Deploy a Model in Amazon SageMaker - Amazon SageMaker

Deploy a Model in Amazon SageMaker

After you train your model, you can deploy it using Amazon SageMaker to get predictions in any of the following ways:

  • To set up a persistent endpoint to get one prediction at a time, use SageMaker hosting services.

  • To get predictions for an entire dataset, use SageMaker batch transform.

Deploy a Model on SageMaker Hosting Services

For an example of how to deploy a model to the SageMaker hosting service, see Deploy the Model to SageMaker Hosting Services.

Or, if you prefer, watch the following video tutorial:

SageMaker provides model hosting services for model deployment, as shown in the following diagram. SageMaker provides an HTTPS endpoint where your machine learning model is available to provide inferences.

Deploying a model using SageMaker hosting services is a three-step process:

  1. Create a model in SageMaker—By creating a model, you tell SageMaker where it can find the model components. This includes the S3 path where the model artifacts are stored and the Docker registry path for the image that contains the inference code. In subsequent deployment steps, you specify the model by name. For more information, see the CreateModel API.


    The S3 bucket where the model artifacts are stored must be in the same region as the model that you are creating.

  2. Create an endpoint configuration for an HTTPS endpoint—You specify the name of one or more models in production variants and the ML compute instances that you want SageMaker to launch to host each production variant.


    SageMaker supports running (a) multiple models, (b) multiple variants of a model, or (c) combinations of models and variants on the same endpoint. Model variants can reference the same model inference container (i.e. run the same algorithm), but use different model artifacts (e.g., different model weight values based on other hyper-parameter configurations). In contrast, two different models may use the same algorithm, but focus on different business problems or underlying goals and may operate on different data sets.

    When hosting models in production, you can configure the endpoint to elastically scale the deployed ML compute instances. For each production variant, you specify the number of ML compute instances that you want to deploy. When you specify two or more instances, SageMaker launches them in multiple Availability Zones. This ensures continuous availability. SageMaker manages deploying the instances.
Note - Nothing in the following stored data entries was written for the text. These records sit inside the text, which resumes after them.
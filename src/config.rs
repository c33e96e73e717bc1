use figment::{
    Figment,
    providers::{Env, Serialized},
};
use serde::{Deserialize, Serialize};

use crate::error::StaffError;

pub const ENV_PREFIX: &str = "STAFFDESK_";

/// Runtime settings. Defaults, then raw `DATABASE_URL`/`PORT`, then `STAFFDESK_*`.
#[derive(Debug, Clone, PartialEq, Serialize, Deserialize)]
#[serde(default)]
pub struct Config {
    pub database_url: String,
    pub loglevel: String,
    pub listen_addr: String,
    pub http_port: Option<u16>,
    pub http_enabled: bool,
    pub init_schema: bool,
}

impl Default for Config {
    fn default() -> Self {
        Self {
            database_url: "sqlite:staffdesk.db".to_string(),
            loglevel: "info".to_string(),
            listen_addr: "127.0.0.1".to_string(),
            http_port: Some(3001),
            http_enabled: true,
            init_schema: true,
        }
    }
}

impl Config {
    pub fn load() -> Result<Self, StaffError> {
        Self::from_figment(Self::figment())
    }

    pub fn figment() -> Figment {
        Figment::from(Serialized::defaults(Config::default()))
            .merge(Env::raw().only(&["database_url", "port"]).map(|key| {
                if key.as_str().eq_ignore_ascii_case("port") {
                    "http_port".into()
                } else {
                    key.as_str().to_ascii_lowercase().into()
                }
            }))
            .merge(Env::prefixed(ENV_PREFIX))
    }

    pub fn from_figment(figment: Figment) -> Result<Self, StaffError> {
        Ok(figment.extract()?)
    }

    pub fn listen_socket(&self) -> Option<String> {
        self.http_port
            .filter(|_| self.http_enabled)
            .map(|port| format!("{}:{}", self.listen_addr, port))
    }
}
For more information, see the CreateEndpointConfig API.

  3. Create an HTTPS endpoint—Provide the endpoint configuration to SageMaker. The service launches the ML compute instances and deploys the model or models as specified in the configuration. For more information, see the CreateEndpoint API. To get inferences from the model, client applications send requests to the SageMaker Runtime HTTPS endpoint. For more information about the API, see the InvokeEndpoint API.


    Endpoints are scoped to an individual AWS account, and are not public. The URL does not contain the account ID, but SageMaker determines the account ID from the authentication token that is supplied by the caller.

    For an example of how to use Amazon API Gateway and AWS Lambda to set up and deploy a web service that you can call from a client application that is not within the scope of your account, see Call a SageMaker model endpoint using Amazon API Gateway and AWS Lambda in the AWS Machine Learning Blog.


When you create an endpoint, SageMaker attaches an Amazon EBS storage volume to each ML compute instance that hosts the endpoint. The size of the storage volume depends on the instance type. For a list of instance types that SageMaker hosting service supports, see AWS Service Limits. For a list of the sizes of the storage volumes that SageMaker attaches to each instance, see Host Instance Storage Volumes.

To increase a model's accuracy, you might choose to save the user's input data and ground truth, if available, as part of the training data. You can then retrain the model periodically with a larger, improved training dataset.

When hosting models using SageMaker hosting services, consider the following:

  • Typically, a client application sends requests to the SageMaker HTTPS endpoint to obtain inferences from a deployed model. You can also send requests to this endpoint from your Jupyter notebook during testing.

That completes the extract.